Co-director Robert Florey also helmed Murder in the Rue Morgue, Tarzan and the Mermaids (yes, really) and The Beast with Five Fingers.

Wow. Cyril Ring amassed an impressive 406 screen credits in his career. Internet Movie Database is a wonderful resource.


"There's a man outside, wants to see you, with a black a moustache."

Groucho: "Tell him I've got one."

Groucho to Harpo who's threatening to throw a phone: "Don't throw that. It's only for long distance."

Chico has no money to pay for his hotel room.

Groucho: "Oh, you're just an idle roomer."

Tuesday, September 3, 2013

The Misfits (1961)

Prepare to drop your jaw watching The Misfits.

That reaction will likely not be due to the film itself - it's awfully slow-going for the first 90 minutes -- but rather the cast of screen icons director John Huston assembled for this 1961 drama.

There's plenty of star power here - Clark Gable, Marilyn Monroe, Montgomery Clift, Eli Wallach and Thelma Ritter.

The Misfits would be the last completed film for both Gable and Monroe. Clift died a few years later in 1966.

Roslyn Taber (Monroe) is in Reno for a quick divorce from Raymond (Kevin McCarthy). "You could touch him, but he wasn't there," she says of her former flame. She's a lost soul. Guido (Wallach) is the tow truck driver who gets her and landlord Isabelle Steers (Ritter) to court when Roslyn's new car is on the fritz. He's a widower and is bowled over by Taber's looks. Guido is buddy's with Gay Langland (Gable), a rancher who bid farewell to his wife years ago and enjoys a string of affairs. When the two fellas meet the two ladies in a bar, an idea is proposed.

Taber is welcome to bunk at Guido's place in the country so she can figure out what'll be next in her life. Gay's there too. He's interested in Roslyn, but the feeling isn't mutual - at least not initially. Guido and Perce (Clift) are also interested in the newly-available young woman.
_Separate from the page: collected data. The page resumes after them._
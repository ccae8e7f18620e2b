//! Product reviews.

use crate::error::CommerceError;
use crate::ids::{ProductId, ReviewId};
use crate::validate;
use chrono::{DateTime, Utc};
use serde::{Deserialize, Serialize};

pub const MIN_REVIEW_BODY: usize = 10;
pub const MAX_REVIEW_BODY: usize = 2000;

#[derive(Debug, Clone, PartialEq, Serialize, Deserialize)]
#[serde(rename_all = "camelCase")]
pub struct Review {
    pub id: ReviewId,
    pub product_id: ProductId,
    pub author_name: String,
    pub rating: u8,
    #[serde(default)]
    pub title: Option<String>,
    pub body: String,
    #[serde(default)]
    pub verified_purchase: bool,
    pub created_at: DateTime<Utc>,
}

/// Review submission.
#[derive(Debug, Clone, PartialEq, Serialize, Deserialize)]
#[serde(rename_all = "camelCase")]
pub struct NewReview {
    pub product_id: ProductId,
    pub rating: u8,
    #[serde(default)]
    pub title: Option<String>,
    pub body: String,
}

impl NewReview {
    pub fn validate(&self) -> Result<(), Vec<CommerceError>> {
        validate::collect([
            validate::rating("rating", self.rating),
            validate::length("body", &self.body, MIN_REVIEW_BODY, MAX_REVIEW_BODY),
            match &self.title {
                Some(t) => validate::length("title", t, 0, 120),
                None => Ok(()),
            },
        ])
    }
}

/// Rating aggregate shown above the review list.
#[derive(Debug, Clone, PartialEq, Serialize, Deserialize, Default)]
#[serde(rename_all = "camelCase")]
pub struct ReviewSummary {
    pub count: u32,
    pub average: f32,
    /// Count per star, index 0 is one star.
    pub histogram: [u32; 5],
}

impl ReviewSummary {
    /// Aggregate from individual reviews. Out-of-range ratings are skipped.
    pub fn from_reviews(reviews: &[Review]) -> Self {
        let mut histogram = [0u32; 5];
        let mut sum = 0u32;
        for r in reviews.iter().filter(|r| (1..=5).contains(&r.rating)) {
            histogram[usize::from(r.rating - 1)] += 1;
            sum += u32::from(r.rating);
        }
        let count: u32 = histogram.iter().sum();
        let average = if count == 0 {
            0.0
        } else {
            sum as f32 / count as f32
        };
        Self {
            count,
            average,
            histogram,
        }
    }

    /// Share of reviews with `stars`, 0..=100.
    pub fn percent(&self, stars: u8) -> u8 {
        if self.count == 0 || !(1..=5).contains(&stars) {
            return 0;
        }
        let n = self.histogram[usize::from(stars - 1)];
        ((n * 100 + self.count / 2) / self.count) as u8
    }

    /// Average rounded to the nearest half star.
    pub fn rounded_average(&self) -> f32 {
        (self.average * 2.0).round() / 2.0
    }
}

#[cfg(test)]
mod tests {
    use super::*;

    fn review(rating: u8) -> Review {
        Review {
            id: ReviewId::new(format!("r{}", rating)),
            product_id: ProductId::new("p1"),
            author_name: "Meera".to_string(),
            rating,
            title: None,
            body: "Lovely fabric and fit.".to_string(),
            verified_purchase: true,
            created_at: Utc::now(),
        }
    }

    #[test]
    fn test_summary() {
        let reviews = vec![review(5), review(5), review(4), review(1), review(9)];
        let summary = ReviewSummary::from_reviews(&reviews);
        assert_eq!(summary.count, 4);
        assert_eq!(summary.histogram, [1, 0, 0, 1, 2]);
        assert!((summary.average - 3.75).abs() < f32::EPSILON);
        assert_eq!(summary.rounded_average(), 4.0);
        assert_eq!(summary.percent(5), 50);
        assert_eq!(summary.percent(0), 0);
    }

    #[test]
    fn test_empty_summary() {
        let summary = ReviewSummary::from_reviews(&[]);
        assert_eq!(summary.count, 0);
        assert_eq!(summary.average, 0.0);
        assert_eq!(summary.percent(3), 0);
    }

    #[test]
    fn test_new_review_validation() {
        let ok = NewReview {
            product_id: ProductId::new("p1"),
            rating: 4,
            title: None,
            body: "Runs a little large.".to_string(),
        };
        assert!(ok.validate().is_ok());

        let bad = NewReview {
            rating: 0,
            body: "meh".to_string(),
            ..ok
        };
        let errors = bad.validate().unwrap_err();
        assert_eq!(errors.len(), 2);
    }
}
Gay appreciates the freedom the outdoors in Nevada offers, but doesn't extend that appreciation to the wild mustangs that roam around a nearby mountain. Their numbers are declining because opportunists like him are rounding them up and selling them for dog food. When Gay, Guido and rodeo cowboy Perce head off to corral six horses, the sensitive Roslyn is outraged. Gay's practical nature doesn't fit well with her love of animals.

There's a lot of boozin' and hurtin' in The Misfits. Perce's body keeps getting banged up from riding bulls and broncos. He's torn up inside too with the death of his father and getting shut out of his farm by his stepfather. Guido pines for his late wife and is jealous when other men are interested in Roslyn. Even Isabelle is banged up, with an arm in a sling because she "misbehaved" when celebrating another boarder's divorce.

There's little chemistry between Gay and Roslyn. Roslyn finds Guido to be more talk than action. She tries to save Perce before he kills himself at a rodeo.

Playwright Arthur Miller's script has some sharp lines of dialogue, but The Misfits doesn't start to get real interesting until the horse wrangling begins. By then, most viewers will have given up on this film.

RATING: 5/10

FUN FACTS: Eli Wallach, as of this writing in 2013, is still alive. He'll be 100 in 1915.

Monroe was filming Something's Got to Give when she died in 1962. Monroe was 36.

Kevin McCarthy appeared in the cult classic, The Invasion of the Body Snatchers, and its remake.

Estelle Winwood is effective in a brief appearance as a woman collecting donations for a church charity. She appeared in an episode of the original Twilight Zone, Long Live Walter Jameson.